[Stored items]
===
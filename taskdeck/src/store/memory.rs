//! In-process task store.
//!
//! Backs the offline demo mode and the test suites. Clones share the same
//! underlying state, so a test can hand one handle to the synchronizer and
//! keep another to inject failures and inspect the calls that were made.
//! The demo store keeps no call log.

use std::collections::HashSet;
use std::sync::Arc;

use parking_lot::Mutex;
use taskdeck_proto::routes::Route;
use taskdeck_proto::task::{Priority, Status, Task, TaskFields, TaskId};

use super::{StoreError, TaskStore};

/// Store operation kinds, used to select which calls fail.
#[derive(Debug, Clone, Copy, PartialEq, Eq, Hash)]
pub enum Operation {
    /// [`TaskStore::list`]
    List,
    /// [`TaskStore::get`]
    Get,
    /// [`TaskStore::create`]
    Create,
    /// [`TaskStore::update`]
    Update,
    /// [`TaskStore::delete`]
    Delete,
}

/// A call received by the store, with its payload.
#[derive(Debug, Clone, PartialEq, Eq)]
pub enum StoreCall {
    /// `list()`
    List,
    /// `get(id)`
    Get(TaskId),
    /// `create(fields)`
    Create(TaskFields),
    /// `update(id, task)`
    Update(TaskId, Task),
    /// `delete(id)`
    Delete(TaskId),
}

#[derive(Debug, Default)]
struct Inner {
    tasks: Vec<Task>,
    next_id: i64,
    failing: HashSet<Operation>,
    recording: bool,
    calls: Vec<StoreCall>,
}

/// [`TaskStore`] holding tasks in memory.
///
/// Unknown identifiers answer like a REST store would: status 404.
#[derive(Debug, Clone, Default)]
pub struct MemoryTaskStore {
    inner: Arc<Mutex<Inner>>,
}

impl MemoryTaskStore {
    /// Creates an empty store. The first created task gets id 1.
    #[must_use]
    pub fn new() -> Self {
        Self::with_tasks(Vec::new())
    }

    /// Creates a store pre-populated with `tasks`, recording every call.
    /// New identifiers continue after the largest one present.
    #[must_use]
    pub fn with_tasks(tasks: Vec<Task>) -> Self {
        let next_id = tasks
            .iter()
            .map(|t| t.id.get())
            .max()
            .map_or(1, |max| max.saturating_add(1));
        Self {
            inner: Arc::new(Mutex::new(Inner {
                tasks,
                next_id,
                recording: true,
                ..Inner::default()
            })),
        }
    }

    /// A store seeded with a handful of sample tasks for offline mode.
    #[must_use]
    pub fn demo() -> Self {
        let samples = [
            (
                "Set up project board",
                "Columns for backlog and review",
                Priority::Medium,
                Status::Completed,
            ),
            (
                "Fix login redirect",
                "Users land on a blank page after SSO",
                Priority::High,
                Status::Pending,
            ),
            ("Write release notes", "", Priority::Low, Status::Pending),
            (
                "Review pull requests",
                "Two open on the API repo",
                Priority::High,
                Status::Completed,
            ),
            (
                "Update dependencies",
                "Bump the HTTP client",
                Priority::Medium,
                Status::Pending,
            ),
        ];
        let tasks = samples
            .into_iter()
            .zip(1_i64..)
            .map(|((title, description, priority, status), id)| Task {
                id: TaskId::new(id),
                title: title.to_string(),
                description: description.to_string(),
                priority,
                status,
            })
            .collect();
        let store = Self::with_tasks(tasks);
        store.record_calls(false);
        store
    }

    /// Turns the call log on or off. Turning it off also clears it.
    pub fn record_calls(&self, on: bool) {
        let mut inner = self.inner.lock();
        inner.recording = on;
        if !on {
            inner.calls.clear();
        }
    }

    /// Makes every subsequent call of the given kind fail (or succeed again).
    pub fn set_failing(&self, op: Operation, failing: bool) {
        let mut inner = self.inner.lock();
        if failing {
            inner.failing.insert(op);
        } else {
            inner.failing.remove(&op);
        }
    }

    /// Every call received while recording, oldest first. Failed calls are
    /// included.
    #[must_use]
    pub fn calls(&self) -> Vec<StoreCall> {
        self.inner.lock().calls.clone()
    }

    /// Forgets the recorded calls.
    pub fn clear_calls(&self) {
        self.inner.lock().calls.clear();
    }

    /// Current contents of the store.
    #[must_use]
    pub fn tasks(&self) -> Vec<Task> {
        self.inner.lock().tasks.clone()
    }

    /// Records `call` and returns an error if `op` is set to fail.
    fn admit(
        inner: &mut Inner,
        op: Operation,
        route: Route,
        call: impl FnOnce() -> StoreCall,
    ) -> Result<(), StoreError> {
        if inner.recording {
            inner.calls.push(call());
        }
        if inner.failing.contains(&op) {
            return Err(StoreError::Injected(route));
        }
        Ok(())
    }

    fn position(inner: &Inner, route: Route, id: TaskId) -> Result<usize, StoreError> {
        inner
            .tasks
            .iter()
            .position(|t| t.id == id)
            .ok_or(StoreError::Status { route, status: 404 })
    }
}

impl TaskStore for MemoryTaskStore {
    async fn list(&self) -> Result<Vec<Task>, StoreError> {
        let mut inner = self.inner.lock();
        Self::admit(&mut inner, Operation::List, Route::List, || StoreCall::List)?;
        Ok(inner.tasks.clone())
    }

    async fn get(&self, id: TaskId) -> Result<Task, StoreError> {
        let route = Route::Get(id);
        let mut inner = self.inner.lock();
        Self::admit(&mut inner, Operation::Get, route, || StoreCall::Get(id))?;
        let idx = Self::position(&inner, route, id)?;
        Ok(inner.tasks[idx].clone())
    }

    async fn create(&self, fields: &TaskFields) -> Result<(), StoreError> {
        let mut inner = self.inner.lock();
        Self::admit(
            &mut inner,
            Operation::Create,
            Route::Create,
            || StoreCall::Create(fields.clone()),
        )?;
        let id = TaskId::new(inner.next_id);
        inner.next_id = inner.next_id.saturating_add(1);
        inner.tasks.push(fields.clone().with_id(id));
        Ok(())
    }

    async fn update(&self, id: TaskId, task: &Task) -> Result<(), StoreError> {
        let route = Route::Update(id);
        let mut inner = self.inner.lock();
        Self::admit(
            &mut inner,
            Operation::Update,
            route,
            || StoreCall::Update(id, task.clone()),
        )?;
        let idx = Self::position(&inner, route, id)?;
        inner.tasks[idx] = task.fields().with_id(id);
        Ok(())
    }

    async fn delete(&self, id: TaskId) -> Result<(), StoreError> {
        let route = Route::Delete(id);
        let mut inner = self.inner.lock();
        Self::admit(&mut inner, Operation::Delete, route, || StoreCall::Delete(id))?;
        let idx = Self::position(&inner, route, id)?;
        inner.tasks.remove(idx);
        Ok(())
    }

    fn endpoint(&self) -> String {
        "in-memory (offline)".to_string()
    }
}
===
» What you will do:
When you output the entries, keep every line exactly as it appears above.

» Output:
filename taskdeck/src/store/memory.rs
//! In-process task store.
//!
//! Backs the offline demo mode and the test suites. Clones share the same
//! underlying state, so a test can hand one handle to the synchronizer and
//! keep another to inject failures and inspect the calls that were made.
//! The demo store keeps no call log.

use std::collections::HashSet;
use std::sync::Arc;

use parking_lot::Mutex;
use taskdeck_proto::routes::Route;
use taskdeck_proto::task::{Priority, Status, Task, TaskFields, TaskId};

use super::{StoreError, TaskStore};

/// Store operation kinds, used to select which calls fail.
#[derive(Debug, Clone, Copy, PartialEq, Eq, Hash)]
pub enum Operation {
    /// [`TaskStore::list`]
    List,
    /// [`TaskStore::get`]
    Get,
    /// [`TaskStore::create`]
    Create,
    /// [`TaskStore::update`]
    Update,
    /// [`TaskStore::delete`]
    Delete,
}

/// A call received by the store, with its payload.
#[derive(Debug, Clone, PartialEq, Eq)]
pub enum StoreCall {
    /// `list()`
    List,
    /// `get(id)`
    Get(TaskId),
    /// `create(fields)`
    Create(TaskFields),
    /// `update(id, task)`
    Update(TaskId, Task),
    /// `delete(id)`
    Delete(TaskId),
}

#[derive(Debug, Default)]
struct Inner {
    tasks: Vec<Task>,
    next_id: i64,
    failing: HashSet<Operation>,
    recording: bool,
    calls: Vec<StoreCall>,
}

/// [`TaskStore`] holding tasks in memory.
///
/// Unknown identifiers answer like a REST store would: status 404.
#[derive(Debug, Clone, Default)]
pub struct MemoryTaskStore {
    inner: Arc<Mutex<Inner>>,
}

impl MemoryTaskStore {
    /// Creates an empty store. The first created task gets id 1.
    #[must_use]
    pub fn new() -> Self {
        Self::with_tasks(Vec::new())
    }

    /// Creates a store pre-populated with `tasks`, recording every call.
    /// New identifiers continue after the largest one present.
    #[must_use]
    pub fn with_tasks(tasks: Vec<Task>) -> Self {
        let next_id = tasks
            .iter()
            .map(|t| t.id.get())
            .max()
            .map_or(1, |max| max.saturating_add(1));
        Self {
            inner: Arc::new(Mutex::new(Inner {
                tasks,
                next_id,
                recording: true,
                ..Inner::default()
            })),
        }
    }

    /// A store seeded with a handful of sample tasks for offline mode.
    #[must_use]
    pub fn demo() -> Self {
        let samples = [
            (
                "Set up project board",
                "Columns for backlog and review",
                Priority::Medium,
                Status::Completed,
            ),
            (
                "Fix login redirect",
                "Users land on a blank page after SSO",
                Priority::High,
                Status::Pending,
            ),
            ("Write release notes", "", Priority::Low, Status::Pending),
            (
                "Review pull requests",
                "Two open on the API repo",
                Priority::High,
                Status::Completed,
            ),
            (
                "Update dependencies",
                "Bump the HTTP client",
                Priority::Medium,
                Status::Pending,
            ),
        ];
        let tasks = samples
            .into_iter()
            .zip(1_i64..)
            .map(|((title, description, priority, status), id)| Task {
                id: TaskId::new(id),
                title: title.to_string(),
                description: description.to_string(),
                priority,
                status,
            })
            .collect();
        let store = Self::with_tasks(tasks);
        store.record_calls(false);
        store
    }

    /// Turns the call log on or off. Turning it off also clears it.
    pub fn record_calls(&self, on: bool) {
        let mut inner = self.inner.lock();
        inner.recording = on;
        if !on {
            inner.calls.clear();
        }
    }

    /// Makes every subsequent call of the given kind fail (or succeed again).
    pub fn set_failing(&self, op: Operation, failing: bool) {
        let mut inner = self.inner.lock();
        if failing {
            inner.failing.insert(op);
        } else {
            inner.failing.remove(&op);
        }
    }

    /// Every call received while recording, oldest first. Failed calls are
    /// included.
    #[must_use]
    pub fn calls(&self) -> Vec<StoreCall> {
        self.inner.lock().calls.clone()
    }

    /// Forgets the recorded calls.
    pub fn clear_calls(&self) {
        self.inner.lock().calls.clear();
    }

    /// Current contents of the store.
    #[must_use]
    pub fn tasks(&self) -> Vec<Task> {
        self.inner.lock().tasks.clone()
    }

    /// Records `call` and returns an error if `op` is set to fail.
    fn admit(
        inner: &mut Inner,
        op: Operation,
        route: Route,
        call: impl FnOnce() -> StoreCall,
    ) -> Result<(), StoreError> {
        if inner.recording {
            inner.calls.push(call());
        }
        if inner.failing.contains(&op) {
            return Err(StoreError::Injected(route));
        }
        Ok(())
    }

    fn position(inner: &Inner, route: Route, id: TaskId) -> Result<usize, StoreError> {
        inner
            .tasks
            .iter()
            .position(|t| t.id == id)
            .ok_or(StoreError::Status { route, status: 404 })
    }
}

impl TaskStore for MemoryTaskStore {
    async fn list(&self) -> Result<Vec<Task>, StoreError> {
        let mut inner = self.inner.lock();
        Self::admit(&mut inner, Operation::List, Route::List, || StoreCall::List)?;
        Ok(inner.tasks.clone())
    }

    async fn get(&self, id: TaskId) -> Result<Task, StoreError> {
        let route = Route::Get(id);
        let mut inner = self.inner.lock();
        Self::admit(&mut inner, Operation::Get, route, || StoreCall::Get(id))?;
        let idx = Self::position(&inner, route, id)?;
        Ok(inner.tasks[idx].clone())
    }

    async fn create(&self, fields: &TaskFields) -> Result<(), StoreError> {
        let mut inner = self.inner.lock();
        Self::admit(
            &mut inner,
            Operation::Create,
            Route::Create,
            || StoreCall::Create(fields.clone()),
        )?;
        let id = TaskId::new(inner.next_id);
        inner.next_id = inner.next_id.saturating_add(1);
        inner.tasks.push(fields.clone().with_id(id));
        Ok(())
    }

    async fn update(&self, id: TaskId, task: &Task) -> Result<(), StoreError> {
        let route = Route::Update(id);
        let mut inner = self.inner.lock();
        Self::admit(
            &mut inner,
            Operation::Update,
            route,
            || StoreCall::Update(id, task.clone()),
        )?;
        let idx = Self::position(&inner, route, id)?;
        inner.tasks[idx] = task.fields().with_id(id);
        Ok(())
    }

    async fn delete(&self, id: TaskId) -> Result<(), StoreError> {
        let route = Route::Delete(id);
        let mut inner = self.inner.lock();
        Self::admit(&mut inner, Operation::Delete, route, || StoreCall::Delete(id))?;
        let idx = Self::position(&inner, route, id)?;
        inner.tasks.remove(idx);
        Ok(())
    }

    fn endpoint(&self) -> String {
        "in-memory (offline)".to_string()
    }
}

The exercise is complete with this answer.